*** Opening of EXCERPTED DATA ***

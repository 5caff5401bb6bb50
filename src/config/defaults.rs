//! Defaults Loader (Figment-based)
//!
//! Builds a defaults tree from two layers:
//! 1. Built-in defaults (Serialized)
//! 2. Environment variables (`BT_*` prefix, `_` splits nesting)
//!
//! `BT_WALLET_NAME=alice` becomes `wallet.name: alice`.
//!
//! [`DefaultsLoader::load`] lets figment type environment values (`8091`
//! becomes an integer). [`DefaultsLoader::load_verbatim`] keeps them as the
//! strings the environment holds, for settings such as names and paths.

use figment::{
    Figment,
    providers::{Env, Serialized},
};
use tracing::debug;

use super::tree::ConfigTree;
use crate::constants::env::{DEFAULTS_PREFIX, KEY_SPLIT};
use crate::types::Result;

/// Defaults loader
pub struct DefaultsLoader;

impl DefaultsLoader {
    /// Layer `BT_*` environment variables over `builtin`
    pub fn load(builtin: &ConfigTree) -> Result<ConfigTree> {
        Self::load_with_prefix(builtin, DEFAULTS_PREFIX)
    }

    /// Layer environment variables carrying `prefix` over `builtin`
    pub fn load_with_prefix(builtin: &ConfigTree, prefix: &str) -> Result<ConfigTree> {
        let figment = Figment::new()
            .merge(Serialized::defaults(builtin))
            .merge(Env::prefixed(prefix).split(KEY_SPLIT));

        let defaults: ConfigTree = figment.extract()?;
        debug!(prefix, keys = defaults.len(), "Loaded configuration defaults");
        Ok(defaults)
    }

    /// Layer `prefix` environment variables over `builtin`, keeping every
    /// environment value a string (`BT_WALLET_NAME=1234` stays `"1234"`)
    pub fn load_verbatim(builtin: &ConfigTree, prefix: &str) -> Result<ConfigTree> {
        let env = Env::prefixed(prefix).split(KEY_SPLIT);
        let raw = ConfigTree::from_flat(
            env.iter()
                .map(|(key, value)| (key.as_str().to_ascii_lowercase(), value)),
        );

        let figment = Figment::new()
            .merge(Serialized::defaults(builtin))
            .merge(Serialized::defaults(&raw));

        let defaults: ConfigTree = figment.extract()?;
        debug!(prefix, keys = defaults.len(), "Loaded verbatim configuration defaults");
        Ok(defaults)
    }

    /// Environment variables carrying `prefix`, without built-in values
    pub fn from_env(prefix: &str) -> Result<ConfigTree> {
        Self::load_with_prefix(&ConfigTree::new(), prefix)
    }
}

*** Close of EXCERPTED DATA ***

## PROMPT
Please print out every entry again, exactly as it reads.

## PROBLEM SOLUTION
repository 5caff5401bb6bb50
filename src/config/defaults.rs
//! Defaults Loader (Figment-based)
//!
//! Builds a defaults tree from two layers:
//! 1. Built-in defaults (Serialized)
//! 2. Environment variables (`BT_*` prefix, `_` splits nesting)
//!
//! `BT_WALLET_NAME=alice` becomes `wallet.name: alice`.
//!
//! [`DefaultsLoader::load`] lets figment type environment values (`8091`
//! becomes an integer). [`DefaultsLoader::load_verbatim`] keeps them as the
//! strings the environment holds, for settings such as names and paths.

use figment::{
    Figment,
    providers::{Env, Serialized},
};
use tracing::debug;

use super::tree::ConfigTree;
use crate::constants::env::{DEFAULTS_PREFIX, KEY_SPLIT};
use crate::types::Result;

/// Defaults loader
pub struct DefaultsLoader;

impl DefaultsLoader {
    /// Layer `BT_*` environment variables over `builtin`
    pub fn load(builtin: &ConfigTree) -> Result<ConfigTree> {
        Self::load_with_prefix(builtin, DEFAULTS_PREFIX)
    }

    /// Layer environment variables carrying `prefix` over `builtin`
    pub fn load_with_prefix(builtin: &ConfigTree, prefix: &str) -> Result<ConfigTree> {
        let figment = Figment::new()
            .merge(Serialized::defaults(builtin))
            .merge(Env::prefixed(prefix).split(KEY_SPLIT));

        let defaults: ConfigTree = figment.extract()?;
        debug!(prefix, keys = defaults.len(), "Loaded configuration defaults");
        Ok(defaults)
    }

    /// Layer `prefix` environment variables over `builtin`, keeping every
    /// environment value a string (`BT_WALLET_NAME=1234` stays `"1234"`)
    pub fn load_verbatim(builtin: &ConfigTree, prefix: &str) -> Result<ConfigTree> {
        let env = Env::prefixed(prefix).split(KEY_SPLIT);
        let raw = ConfigTree::from_flat(
            env.iter()
                .map(|(key, value)| (key.as_str().to_ascii_lowercase(), value)),
        );

        let figment = Figment::new()
            .merge(Serialized::defaults(builtin))
            .merge(Serialized::defaults(&raw));

        let defaults: ConfigTree = figment.extract()?;
        debug!(prefix, keys = defaults.len(), "Loaded verbatim configuration defaults");
        Ok(defaults)
    }

    /// Environment variables carrying `prefix`, without built-in values
    pub fn from_env(prefix: &str) -> Result<ConfigTree> {
        Self::load_with_prefix(&ConfigTree::new(), prefix)
    }
}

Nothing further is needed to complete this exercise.